Review Volume 10, Issue 9 pp 2243—2251

Mechanisms of the anti-aging and prolongevity effects of caloric restriction: evidence from studies of genetically modified animals

Shunsuke Hoshino 1, 2, , Masaki Kobayashi 1, 2, , Yoshikazu Higami 1, 2, ,

  • 1 Laboratory of Molecular Pathology and Metabolic Disease, Faculty of Pharmaceutical Sciences, Tokyo University of Science, Noda, Chiba 278-8510, Japan
  • 2 Translational Research Center, Research Institute for Science and Technology, Tokyo University of Science, Noda, Chiba 278-8510, Japan

received: July 1, 2018 ; accepted: September 10, 2018 ; published: September 16, 2018 ;

https://doi.org/10.18632/aging.101557
How to Cite

Copyright: Hoshino et al.
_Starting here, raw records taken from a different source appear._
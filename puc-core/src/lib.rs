// puc-core/src/lib.rs

pub mod container;
pub mod coordinator;
pub mod intersect;
pub mod lifecycle;
pub mod ranking;
pub mod requisite;

// Re-export the types the binary and embedders work with
pub use container::{Container, ContainerBuilder};
pub use intersect::intersect;
pub use lifecycle::{
    Artifact, ArtifactFactory, LifecycleManager, PublicationHandle, Selections, ServiceRegistry,
};
pub use ranking::{Preference, RankingRule};
pub use requisite::{Notification, Requisite, SelectionListener};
This is an open‐access article distributed under the terms of the Creative Commons Attribution License (CC BY 3.0), which permits unrestricted use, distribution, and reproduction in any medium, provided the original author and source are credited.

Abstract

It is widely accepted that caloric restriction (CR) extends lifespan and suppresses various pathophysiological changes. CR suppresses growth hormone/insulin-like growth factor signaling and mechanistic target of rapamycin complex 1 activity, activates sirtuin and enhances mitochondrial redox regulation, but the exact mechanisms are still under debate. In this review, we discuss the mechanisms of CR using evidence from studies of animals that were genetically modified according to recent advances in molecular and genetic technologies, from the viewpoint of the adaptive response hypothesis proposed by Holliday (1989). We then explain the beneficial actions of CR, classified according to whether they operate under feeding or fasting conditions.

Abbreviations

CR: caloric restriction; GH/IGF1: growth hormone/insulin-like growth factor 1; WAT: white adipose tissue.